Exercise aim. Whichever lines of the entries hold the word "seen" should be identified and copied.

The data.
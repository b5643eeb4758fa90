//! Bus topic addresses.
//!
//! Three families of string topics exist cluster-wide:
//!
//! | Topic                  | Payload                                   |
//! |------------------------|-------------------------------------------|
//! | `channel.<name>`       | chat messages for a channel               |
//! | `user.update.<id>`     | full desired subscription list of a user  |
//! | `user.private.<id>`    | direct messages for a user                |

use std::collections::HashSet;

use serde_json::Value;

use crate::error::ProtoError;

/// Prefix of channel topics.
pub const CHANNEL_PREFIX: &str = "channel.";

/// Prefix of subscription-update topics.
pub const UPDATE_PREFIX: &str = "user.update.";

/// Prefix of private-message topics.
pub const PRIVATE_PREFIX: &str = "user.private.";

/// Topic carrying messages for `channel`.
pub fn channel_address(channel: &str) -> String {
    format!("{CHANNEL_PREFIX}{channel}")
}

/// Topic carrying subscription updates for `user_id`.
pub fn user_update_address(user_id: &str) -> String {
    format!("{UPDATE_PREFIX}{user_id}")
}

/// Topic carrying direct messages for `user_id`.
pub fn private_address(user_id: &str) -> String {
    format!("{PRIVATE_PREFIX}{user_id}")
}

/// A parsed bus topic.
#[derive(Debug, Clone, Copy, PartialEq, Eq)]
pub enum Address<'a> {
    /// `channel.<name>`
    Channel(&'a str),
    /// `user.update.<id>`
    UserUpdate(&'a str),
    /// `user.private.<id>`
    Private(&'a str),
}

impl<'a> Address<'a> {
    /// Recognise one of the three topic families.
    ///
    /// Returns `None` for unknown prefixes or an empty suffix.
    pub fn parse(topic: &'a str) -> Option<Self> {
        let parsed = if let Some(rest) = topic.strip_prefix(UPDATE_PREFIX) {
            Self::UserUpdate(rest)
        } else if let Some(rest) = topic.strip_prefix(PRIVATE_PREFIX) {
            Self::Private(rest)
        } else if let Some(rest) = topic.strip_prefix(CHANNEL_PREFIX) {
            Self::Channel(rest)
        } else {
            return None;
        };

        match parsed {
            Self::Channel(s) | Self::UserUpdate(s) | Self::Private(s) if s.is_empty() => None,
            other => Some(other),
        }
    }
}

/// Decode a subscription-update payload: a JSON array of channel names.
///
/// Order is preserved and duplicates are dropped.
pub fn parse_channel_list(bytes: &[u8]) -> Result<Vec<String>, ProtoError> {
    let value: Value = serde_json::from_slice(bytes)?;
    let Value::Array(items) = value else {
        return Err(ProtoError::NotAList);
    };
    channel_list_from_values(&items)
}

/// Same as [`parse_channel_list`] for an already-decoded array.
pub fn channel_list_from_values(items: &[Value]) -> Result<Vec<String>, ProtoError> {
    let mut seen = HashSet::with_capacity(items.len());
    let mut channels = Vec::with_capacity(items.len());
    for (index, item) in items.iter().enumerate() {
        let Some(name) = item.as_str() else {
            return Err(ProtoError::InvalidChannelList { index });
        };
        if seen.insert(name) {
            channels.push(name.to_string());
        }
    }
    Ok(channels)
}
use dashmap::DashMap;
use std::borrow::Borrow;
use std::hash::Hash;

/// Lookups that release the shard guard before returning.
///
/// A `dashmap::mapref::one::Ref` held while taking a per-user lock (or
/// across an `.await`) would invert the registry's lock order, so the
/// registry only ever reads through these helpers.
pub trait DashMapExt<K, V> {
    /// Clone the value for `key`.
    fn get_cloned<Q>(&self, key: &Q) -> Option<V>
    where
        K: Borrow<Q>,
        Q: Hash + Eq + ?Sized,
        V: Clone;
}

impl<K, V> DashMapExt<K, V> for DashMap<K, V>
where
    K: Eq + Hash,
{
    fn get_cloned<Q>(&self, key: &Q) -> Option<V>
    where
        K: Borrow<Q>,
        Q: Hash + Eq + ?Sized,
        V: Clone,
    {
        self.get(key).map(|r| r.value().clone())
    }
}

...

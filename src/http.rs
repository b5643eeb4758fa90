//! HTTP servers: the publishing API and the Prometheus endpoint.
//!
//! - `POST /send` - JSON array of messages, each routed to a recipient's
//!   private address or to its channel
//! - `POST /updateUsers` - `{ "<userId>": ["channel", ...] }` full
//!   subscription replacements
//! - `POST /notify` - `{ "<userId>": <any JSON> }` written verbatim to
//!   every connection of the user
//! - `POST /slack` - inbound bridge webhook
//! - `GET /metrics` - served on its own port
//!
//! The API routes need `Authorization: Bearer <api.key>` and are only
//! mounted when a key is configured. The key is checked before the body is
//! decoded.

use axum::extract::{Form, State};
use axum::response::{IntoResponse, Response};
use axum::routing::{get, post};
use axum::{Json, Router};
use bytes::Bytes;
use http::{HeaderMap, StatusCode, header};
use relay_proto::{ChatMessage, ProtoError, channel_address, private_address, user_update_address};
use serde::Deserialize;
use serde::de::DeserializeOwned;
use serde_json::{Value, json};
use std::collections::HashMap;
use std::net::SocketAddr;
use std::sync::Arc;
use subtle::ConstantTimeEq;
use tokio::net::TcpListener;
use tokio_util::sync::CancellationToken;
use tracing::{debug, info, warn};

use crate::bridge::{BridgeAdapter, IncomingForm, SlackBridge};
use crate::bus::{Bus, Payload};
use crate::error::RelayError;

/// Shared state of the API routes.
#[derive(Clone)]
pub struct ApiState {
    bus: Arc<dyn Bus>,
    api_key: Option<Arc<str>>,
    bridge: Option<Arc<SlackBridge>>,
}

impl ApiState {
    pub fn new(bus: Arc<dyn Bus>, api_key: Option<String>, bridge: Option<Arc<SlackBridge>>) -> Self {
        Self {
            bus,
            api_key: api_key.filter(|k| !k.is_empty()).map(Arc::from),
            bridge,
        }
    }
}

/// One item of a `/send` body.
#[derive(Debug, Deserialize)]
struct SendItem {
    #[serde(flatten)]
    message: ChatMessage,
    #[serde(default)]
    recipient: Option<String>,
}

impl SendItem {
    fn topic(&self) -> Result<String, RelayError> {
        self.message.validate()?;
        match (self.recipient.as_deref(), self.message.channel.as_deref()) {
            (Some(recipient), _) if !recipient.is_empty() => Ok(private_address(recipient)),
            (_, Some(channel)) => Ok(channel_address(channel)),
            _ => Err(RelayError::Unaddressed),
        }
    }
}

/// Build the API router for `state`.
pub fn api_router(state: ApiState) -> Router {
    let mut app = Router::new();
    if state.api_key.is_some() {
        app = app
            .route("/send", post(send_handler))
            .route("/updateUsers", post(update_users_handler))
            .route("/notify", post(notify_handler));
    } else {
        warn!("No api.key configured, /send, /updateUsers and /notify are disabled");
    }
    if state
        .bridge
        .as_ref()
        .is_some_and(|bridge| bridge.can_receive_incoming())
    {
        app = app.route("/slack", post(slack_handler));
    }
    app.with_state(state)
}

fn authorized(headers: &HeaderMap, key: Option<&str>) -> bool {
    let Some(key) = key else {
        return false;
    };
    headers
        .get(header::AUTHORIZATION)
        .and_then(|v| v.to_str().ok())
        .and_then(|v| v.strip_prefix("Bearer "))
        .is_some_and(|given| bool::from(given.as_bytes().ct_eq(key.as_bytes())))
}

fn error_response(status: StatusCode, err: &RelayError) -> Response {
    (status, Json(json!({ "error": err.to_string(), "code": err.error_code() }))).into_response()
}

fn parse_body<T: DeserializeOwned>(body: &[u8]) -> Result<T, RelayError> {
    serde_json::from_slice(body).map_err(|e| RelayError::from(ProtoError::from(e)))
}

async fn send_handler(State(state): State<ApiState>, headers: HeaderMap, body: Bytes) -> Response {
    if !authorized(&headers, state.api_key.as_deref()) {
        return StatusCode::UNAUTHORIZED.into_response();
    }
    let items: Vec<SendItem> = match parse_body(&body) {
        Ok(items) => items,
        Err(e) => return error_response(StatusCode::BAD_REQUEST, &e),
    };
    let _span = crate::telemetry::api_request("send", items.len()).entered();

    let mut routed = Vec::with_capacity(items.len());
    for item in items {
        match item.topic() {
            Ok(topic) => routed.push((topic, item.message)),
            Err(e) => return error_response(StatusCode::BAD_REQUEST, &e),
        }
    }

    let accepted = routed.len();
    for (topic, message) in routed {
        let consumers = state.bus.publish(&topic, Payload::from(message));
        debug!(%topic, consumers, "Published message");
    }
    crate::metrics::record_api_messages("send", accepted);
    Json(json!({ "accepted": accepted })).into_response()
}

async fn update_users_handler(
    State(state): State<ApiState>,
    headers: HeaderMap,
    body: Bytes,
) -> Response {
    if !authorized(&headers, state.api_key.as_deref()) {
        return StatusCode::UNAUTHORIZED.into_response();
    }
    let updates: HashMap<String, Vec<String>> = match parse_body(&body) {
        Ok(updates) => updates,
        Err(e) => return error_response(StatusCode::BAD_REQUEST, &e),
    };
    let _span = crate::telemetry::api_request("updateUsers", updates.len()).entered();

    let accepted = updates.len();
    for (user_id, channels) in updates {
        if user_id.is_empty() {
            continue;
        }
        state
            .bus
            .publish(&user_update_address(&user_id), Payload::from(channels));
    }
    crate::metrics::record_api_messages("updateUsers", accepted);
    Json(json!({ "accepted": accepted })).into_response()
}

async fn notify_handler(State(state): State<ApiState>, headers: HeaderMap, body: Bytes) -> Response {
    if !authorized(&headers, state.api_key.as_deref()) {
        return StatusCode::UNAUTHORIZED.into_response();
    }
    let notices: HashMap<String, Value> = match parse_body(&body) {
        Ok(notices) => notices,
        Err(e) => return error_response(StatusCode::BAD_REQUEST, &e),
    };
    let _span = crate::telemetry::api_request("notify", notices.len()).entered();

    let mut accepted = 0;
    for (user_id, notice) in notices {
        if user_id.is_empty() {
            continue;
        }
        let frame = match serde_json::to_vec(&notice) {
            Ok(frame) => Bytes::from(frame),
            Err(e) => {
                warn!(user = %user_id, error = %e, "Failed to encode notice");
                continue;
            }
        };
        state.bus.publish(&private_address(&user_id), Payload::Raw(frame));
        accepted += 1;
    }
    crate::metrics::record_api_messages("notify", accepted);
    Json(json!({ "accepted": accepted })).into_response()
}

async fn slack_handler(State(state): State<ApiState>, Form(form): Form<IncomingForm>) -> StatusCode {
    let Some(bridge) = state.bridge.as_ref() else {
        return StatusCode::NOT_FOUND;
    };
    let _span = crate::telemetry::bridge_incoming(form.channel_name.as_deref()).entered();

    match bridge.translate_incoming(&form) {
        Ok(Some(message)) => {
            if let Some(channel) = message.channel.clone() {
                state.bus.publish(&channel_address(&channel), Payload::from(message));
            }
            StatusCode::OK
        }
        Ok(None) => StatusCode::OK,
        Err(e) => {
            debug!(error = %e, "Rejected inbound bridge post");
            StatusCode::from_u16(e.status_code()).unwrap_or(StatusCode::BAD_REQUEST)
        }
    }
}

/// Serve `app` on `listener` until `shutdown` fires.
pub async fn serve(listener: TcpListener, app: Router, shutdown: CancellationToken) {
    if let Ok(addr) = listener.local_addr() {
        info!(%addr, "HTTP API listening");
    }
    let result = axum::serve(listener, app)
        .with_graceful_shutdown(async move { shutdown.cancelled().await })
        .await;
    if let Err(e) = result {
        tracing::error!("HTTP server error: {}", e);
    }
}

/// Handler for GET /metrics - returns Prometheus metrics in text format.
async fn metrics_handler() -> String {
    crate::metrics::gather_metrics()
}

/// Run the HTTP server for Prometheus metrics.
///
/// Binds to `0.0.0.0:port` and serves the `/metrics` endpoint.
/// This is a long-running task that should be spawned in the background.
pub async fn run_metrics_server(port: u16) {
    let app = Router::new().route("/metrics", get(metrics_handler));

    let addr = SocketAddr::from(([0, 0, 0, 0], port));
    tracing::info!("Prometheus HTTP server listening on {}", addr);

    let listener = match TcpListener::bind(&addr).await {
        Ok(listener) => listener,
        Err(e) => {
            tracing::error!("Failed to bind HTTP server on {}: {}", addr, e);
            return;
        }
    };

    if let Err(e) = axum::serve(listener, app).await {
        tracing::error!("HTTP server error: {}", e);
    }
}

Expected answer.
    let mut seen = HashSet::with_capacity(items.len());
        if seen.insert(name) {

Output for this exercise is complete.